**Work to complete:**
Where does the word "settle" appear in the entries below? Copy each line that holds it.

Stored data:
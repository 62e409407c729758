// SPDX-License-Identifier: Apache-2.0
// Copyright 2025 beebrx contributors
//
// Licensed under the Apache License, Version 2.0 (the "License");
// you may not use this file except in compliance with the License.
// You may obtain a copy of the License at
//
//     http://www.apache.org/licenses/LICENSE-2.0
//
// Unless required by applicable law or agreed to in writing, software
// distributed under the License is distributed on an "AS IS" BASIS,
// WITHOUT WARRANTIES OR CONDITIONS OF ANY KIND, either express or implied.
// See the License for the specific language governing permissions and
// limitations under the License.

//! 8271 read/write state machine
//!
//! The drive presents one byte of separated clocks and data every 64 µs.
//! For read-side states the byte is re-serialised into a bit stream
//! (clock bit, data bit, clock bit, ...) and pushed through the sync
//! detector and shift register, which tolerates disc surfaces that are not
//! byte aligned. Write-side states consume the byte slot by emitting one
//! byte through the drive instead.
//!
//! Sync is a run of 1 clock bits over 0 data bits (the `101010...` bit
//! stream). After at least 32 such bits, the first 1 data bit is the start
//! of a marker byte; the state machine exits to a check-marker state with
//! two bits of the marker already shifted in.

use super::super::disc::format::{
    crc_add_byte, crc_init, DATA_MARK_DATA_PATTERN, DELETED_DATA_MARK_DATA_PATTERN,
    ID_MARK_DATA_PATTERN, MARK_CLOCK_PATTERN,
};
use super::super::timing::TimerWheel;
use super::{reg, result, Command, DriveOut, IndexPulseCallback, IntelFdc, State, Status};
// SPDX-License-Identifier: Apache-2.0
// Copyright 2025 beebrx contributors
//
// Licensed under the Apache License, Version 2.0 (the "License");
// you may not use this file except in compliance with the License.
// You may obtain a copy of the License at
//
//     http://www.apache.org/licenses/LICENSE-2.0
//
// Unless required by applicable law or agreed to in writing, software
// distributed under the License is distributed on an "AS IS" BASIS,
// WITHOUT WARRANTIES OR CONDITIONS OF ANY KIND, either express or implied.
// See the License for the specific language governing permissions and
// limitations under the License.

//! Tests for 8271 seek sequencing

use super::*;

fn seek_ready_fdc() -> (TimerWheel, IntelFdc) {
    let (mut wheel, mut fdc) = new_fdc();
    fdc.insert_blank_disc(0, false);
    specify_timings(&mut fdc, &mut wheel);
    spin_up_drive_0(&mut fdc, &mut wheel);
    (wheel, fdc)
}

fn seek_to(fdc: &mut IntelFdc, wheel: &mut TimerWheel, track: u8) {
    issue_command(fdc, wheel, 0x69, &[track]);
    // Generous bound: 255 steps at 2 ms plus settle.
    run(fdc, wheel, 600 * 2000);
    assert_eq!(fdc.read(ADDR_STATUS) & 0x80, 0, "seek still busy");
}

#[test]
fn test_seek_steps_to_target() {
    let (mut wheel, mut fdc) = seek_ready_fdc();
    seek_to(&mut fdc, &mut wheel, 20);

    assert_eq!(fdc.drive(0).get_track(), 20);
    assert_eq!(fdc.read(ADDR_RESULT), 0);

    // The per-drive track register follows.
    issue_command(&mut fdc, &mut wheel, 0x3D, &[reg::TRACK_DRIVE_0]);
    assert_eq!(fdc.read(ADDR_RESULT), 20);
}

#[test]
fn test_seek_back_to_zero_uses_trk0_line() {
    let (mut wheel, mut fdc) = seek_ready_fdc();
    seek_to(&mut fdc, &mut wheel, 15);

    // Corrupt the track register: seek-to-0 must still terminate, because
    // it steps until the drive's TRK0 line asserts rather than counting.
    issue_command(&mut fdc, &mut wheel, 0x3A, &[reg::TRACK_DRIVE_0, 3]);
    seek_to(&mut fdc, &mut wheel, 0);

    assert_eq!(fdc.drive(0).get_track(), 0);
    assert_eq!(fdc.read(ADDR_RESULT), 0);
}

#[test]
fn test_seek_same_track_skips_step_phase() {
    let (mut wheel, mut fdc) = seek_ready_fdc();
    seek_to(&mut fdc, &mut wheel, 7);

    // Second seek to the same track: no steps, no settle, synchronous.
    issue_command(&mut fdc, &mut wheel, 0x69, &[7]);
    assert_eq!(fdc.read(ADDR_STATUS) & 0x80, 0);
    assert_eq!(fdc.drive(0).get_track(), 7);
}

#[test]
fn test_bad_track_registers_shift_physical_target() {
    let (mut wheel, mut fdc) = seek_ready_fdc();

    // One bad track at or below the target adds one physical step.
    issue_command(&mut fdc, &mut wheel, 0x3A, &[reg::BAD_TRACK_1_DRIVE_0, 5]);
    seek_to(&mut fdc, &mut wheel, 10);
    assert_eq!(fdc.drive(0).get_track(), 11);
}

#[test]
fn test_seek_sets_low_head_current_on_inner_tracks() {
    let (mut wheel, mut fdc) = seek_ready_fdc();

    seek_to(&mut fdc, &mut wheel, 50);
    assert!(fdc.drive_out().contains(DriveOut::LOW_HEAD_CURRENT));

    seek_to(&mut fdc, &mut wheel, 10);
    assert!(!fdc.drive_out().contains(DriveOut::LOW_HEAD_CURRENT));
}

#[test]
fn test_single_actuator_mode_tracks_both_drives() {
    let (mut wheel, mut fdc) = seek_ready_fdc();

    issue_command(&mut fdc, &mut wheel, 0x3A, &[reg::MODE, mode::SINGLE_ACTUATOR]);
    seek_to(&mut fdc, &mut wheel, 12);

    issue_command(&mut fdc, &mut wheel, 0x3D, &[reg::TRACK_DRIVE_1]);
    assert_eq!(fdc.read(ADDR_RESULT), 12);
}

#[test]
fn test_seek_step_timing() {
    let (mut wheel, mut fdc) = seek_ready_fdc();

    // 5 steps at step rate 1 (2 ms units): busy for ~10 ms.
    issue_command(&mut fdc, &mut wheel, 0x69, &[5]);
    run(&mut fdc, &mut wheel, 8 * 2000);
    assert_ne!(fdc.read(ADDR_STATUS) & 0x80, 0, "mid-seek");

    run(&mut fdc, &mut wheel, 4 * 2000);
    assert_eq!(fdc.read(ADDR_STATUS) & 0x80, 0, "seek over");
    assert_eq!(fdc.drive(0).get_track(), 5);
}

#[test]
fn test_seek_without_ready_drive_fails() {
    let (mut wheel, mut fdc) = new_fdc();
    fdc.insert_blank_disc(0, false);
    specify_timings(&mut fdc, &mut wheel);
    // No spin-up preamble: the ready latch still reads the line low.
    issue_command(&mut fdc, &mut wheel, 0x69, &[0]);
    run(&mut fdc, &mut wheel, 20 * 2000);

    assert_eq!(fdc.read(ADDR_STATUS) & 0x80, 0);
    assert_eq!(fdc.read(ADDR_RESULT), result::DRIVE_NOT_READY);
}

**Written answer:**
    // Generous bound: 255 steps at 2 ms plus settle.
    // Second seek to the same track: no steps, no settle, synchronous.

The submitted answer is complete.